Gelet op het voorgaande en in aansluiting op de overwegingen in de uitspraak van de voorzieningenrechter van 8 april 2008 heeft verweerder naar het oordeel van de rechtbank in redelijkheid kunnen besluiten vrijstelling ingevolge artikel 19, tweede lid, van de WRO te verlenen.
Hetgeen eisers overigens hebben aangevoerd leidt er naar het oordeel van de rechtbank voorts niet toe dat verweerder op basis van de in artikel 44 van de Woningwet genoemde weigeringsgronden de onderhavige bouwvergunning niet had mogen verlenen. Ook anderszins is niet gebleken dat aan het bestreden besluit gebreken kleven op grond waarvan het niet in stand kan blijven. Het beroep van eisers dient dan ook ongegrond te worden verklaard. Het bestreden besluit kan in rechte standhouden.

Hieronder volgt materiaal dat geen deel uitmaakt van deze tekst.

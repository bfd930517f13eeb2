//! Encounter events
//!
//! Emitted by the encounter systems for logging, audio and the HUD.

use bevy::prelude::*;

use crate::config::BossKind;
use crate::encounter::command::Command;
use crate::encounter::services::Cue;
use crate::encounter::tag::HitboxId;

/// Event fired when a dormant boss notices the challenger
#[derive(Event, Debug, Clone)]
pub struct EncounterActivated {
    pub boss: Entity,
    pub kind: BossKind,
}

/// Event fired when the boss's HP changes
#[derive(Event, Debug, Clone)]
pub struct BossHpChanged {
    pub boss: Entity,
    pub current: f32,
    pub max: f32,
    /// Damage that caused the change
    pub amount: f32,
}

/// Event fired once when the boss is defeated
#[derive(Event, Debug, Clone)]
pub struct BossDefeated {
    pub boss: Entity,
    pub kind: BossKind,
}

/// Event fired when the boss starts a command
#[derive(Event, Debug, Clone)]
pub struct CommandStarted {
    pub boss: Entity,
    pub command: Command,
}

/// Event fired when a command's script ends
#[derive(Event, Debug, Clone)]
pub struct CommandFinished {
    pub boss: Entity,
    pub command: Command,
    /// The script was abandoned on a wait timeout
    pub timed_out: bool,
}

/// Fire-and-forget cue requested by an encounter
#[derive(Event, Debug, Clone)]
pub struct CueEvent {
    pub boss: Entity,
    pub cue: Cue,
}

/// Event fired when a boss hitbox hurts the challenger
#[derive(Event, Debug, Clone)]
pub struct ChallengerHit {
    pub boss: Entity,
    pub challenger: Entity,
    pub hitbox: HitboxId,
    pub damage: f32,
}
//! Encounter glue
//!
//! Runs [`Encounter`]s inside the ECS:
//! - Boss and challenger components, and the resources backing the engine's services
//! - The fixed-step system chain (animation, encounter tick, movement, damage)
//! - Encounter events and the encounter log

use bevy::prelude::*;

pub mod animation;
pub mod components;
pub mod events;
pub mod log;
pub mod systems;

use crate::config::{BossKind, BossRoster};
use crate::encounter::rng::GameRng;
use crate::encounter::services::PauseQuery;
use crate::encounter::Encounter;

use animation::PoseAnimator;
use components::*;
use events::*;
use systems::*;

/// Fixed simulation rate the encounter systems step at
pub const SIMULATION_HZ: f64 = 60.0;

/// Plugin for the encounter systems
pub struct EncounterPlugin;

impl Plugin for EncounterPlugin {
    fn build(&self, app: &mut App) {
        app
            // Encounter events
            .add_event::<EncounterActivated>()
            .add_event::<BossHpChanged>()
            .add_event::<BossDefeated>()
            .add_event::<CommandStarted>()
            .add_event::<CommandFinished>()
            .add_event::<CueEvent>()
            .add_event::<ChallengerHit>()
            // Resources
            .init_resource::<log::EncounterLog>()
            .init_resource::<SimulationSpeed>()
            .init_resource::<ArenaBounds>()
            .insert_resource(Time::<Fixed>::from_hz(SIMULATION_HZ))
            // Systems
            .add_systems(FixedUpdate, (
                advance_fight_clock,
                advance_animations,
                tick_encounters,
                integrate_velocity,
                drive_challengers,
                apply_contact_damage,
                log_boss_hp,
            ).chain());
    }
}

/// Controls the speed of the encounter simulation
#[derive(Resource)]
pub struct SimulationSpeed {
    /// Speed multiplier (0.0 = paused, 0.5 = half speed, 1.0 = normal, 2.0 = double, 3.0 = triple)
    pub multiplier: f32,
}

impl Default for SimulationSpeed {
    fn default() -> Self {
        Self { multiplier: 1.0 }
    }
}

impl SimulationSpeed {
    pub fn pause(&mut self) {
        self.multiplier = 0.0;
    }

    pub fn half_speed(&mut self) {
        self.multiplier = 0.5;
    }

    pub fn normal_speed(&mut self) {
        self.multiplier = 1.0;
    }

    pub fn double_speed(&mut self) {
        self.multiplier = 2.0;
    }

    pub fn triple_speed(&mut self) {
        self.multiplier = 3.0;
    }

    pub fn is_paused(&self) -> bool {
        self.multiplier == 0.0
    }
}

impl PauseQuery for SimulationSpeed {
    fn is_paused(&self) -> bool {
        SimulationSpeed::is_paused(self)
    }
}

/// Spawn a dormant boss at `position`.
pub fn spawn_boss(
    commands: &mut Commands,
    kind: BossKind,
    roster: &BossRoster,
    position: Vec2,
    rng: GameRng,
) -> Entity {
    let settings = roster.encounter(kind);
    commands
        .spawn((
            Name::new(kind.name()),
            Encounter::for_boss(kind, roster, rng),
            BossHealth::new(settings.max_hp),
            PoseAnimator::new(settings),
            Velocity::default(),
            CueBuffer::default(),
            Transform::from_xyz(position.x, position.y, 0.0),
        ))
        .id()
}

/// Spawn the scripted challenger at `position`.
pub fn spawn_challenger(
    commands: &mut Commands,
    settings: ChallengerSettings,
    position: Vec2,
) -> Entity {
    commands
        .spawn((
            Name::new("Challenger"),
            Challenger::new(settings),
            Velocity::default(),
            Transform::from_xyz(position.x, position.y, 0.0),
        ))
        .id()
}

/// Put a boss back to its dormant starting state for a retry.
pub fn reset_boss(
    encounter: &mut Encounter,
    health: &mut BossHealth,
    animator: &mut PoseAnimator,
    transform: &mut Transform,
    home: Vec2,
) {
    encounter.reset_state();
    health.reset();
    animator.stop();
    transform.translation = home.extend(transform.translation.z);
}
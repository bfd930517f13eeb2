use serde::{Deserialize, Serialize};

use super::funnels::FunnelPattern;

/// Shot patterns of the howling boss.
#[derive(Debug, Clone, Copy, PartialEq, Eq, Hash, Serialize, Deserialize)]
pub enum ShotPattern {
    /// One lobbed shot at the player.
    SingleArc,
    /// Three lobbed shots with a random gap.
    TripleArc,
    /// Drops from the ceiling around the player.
    Rain,
    /// Shots that descend to a line and then fly level.
    FlatShot,
    /// Charged fan of shots.
    ArcUltimate,
}

/// What an encounter is currently doing.
///
/// `None` is the only state from which the selector may choose a new command.
#[derive(Debug, Clone, Copy, PartialEq, Eq, Hash, Default, Serialize, Deserialize)]
pub enum Command {
    #[default]
    None,
    Walk,
    Dash,
    MeleeAttack,
    RangedAttack,
    Summon,
    ChargeAttack,
    /// A melee swing that sends the funnels out in the given pattern.
    Volley(FunnelPattern),
    /// A howl followed by a shot pattern.
    Howl(ShotPattern),
}

impl Command {
    pub fn is_none(&self) -> bool {
        *self == Command::None
    }

    /// Commands that only move the body.
    pub fn is_movement(&self) -> bool {
        matches!(self, Command::Walk | Command::Dash)
    }

    pub fn label(&self) -> String {
        match self {
            Command::Volley(pattern) => format!("Volley({})", pattern.name()),
            Command::Howl(pattern) => format!("Howl({:?})", pattern),
            other => format!("{:?}", other),
        }
    }
}

#[cfg(test)]
mod tests {
    use super::*;

    #[test]
    fn test_default_is_none() {
        assert!(Command::default().is_none());
    }

    #[test]
    fn test_movement_commands() {
        assert!(Command::Walk.is_movement());
        assert!(Command::Dash.is_movement());
        assert!(!Command::RangedAttack.is_movement());
        assert!(!Command::Volley(FunnelPattern::Cross).is_movement());
    }

    #[test]
    fn test_labels() {
        assert_eq!(Command::Volley(FunnelPattern::TargetPlayer).label(), "Volley(TargetPlayer)");
        assert_eq!(Command::Howl(ShotPattern::Rain).label(), "Howl(Rain)");
        assert_eq!(Command::ChargeAttack.label(), "ChargeAttack");
    }
}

Voor een veroordeling in de proceskosten ziet de rechtbank geen aanleiding.
3 Beslissing
De rechtbank,
recht doende:
verklaart het beroep ongegrond.
Aldus gedaan door mr. A.I. van Strien, voorzitter, en mr. R.H.L. Dallinga en mr. J.E. Hoitink, leden, in tegenwoordigheid van mr. A. Vermaat, griffier.
De griffier: De voorzitter:
Uitgesproken in het openbaar op 30 januari 2009
Een belanghebbende - onder wie in elk geval eisers worden begrepen - en verweerder kunnen tegen deze uitspraak hoger beroep instellen bij de Afdeling bestuursrechtspraak van de Raad van State, Postbus 20019, 2500 EA 's-Gravenhage. De termijn voor het indienen van het beroepschrift is zes weken en vangt aan met ingang van de dag na die waarop het afschrift van deze uitspraak is verzonden.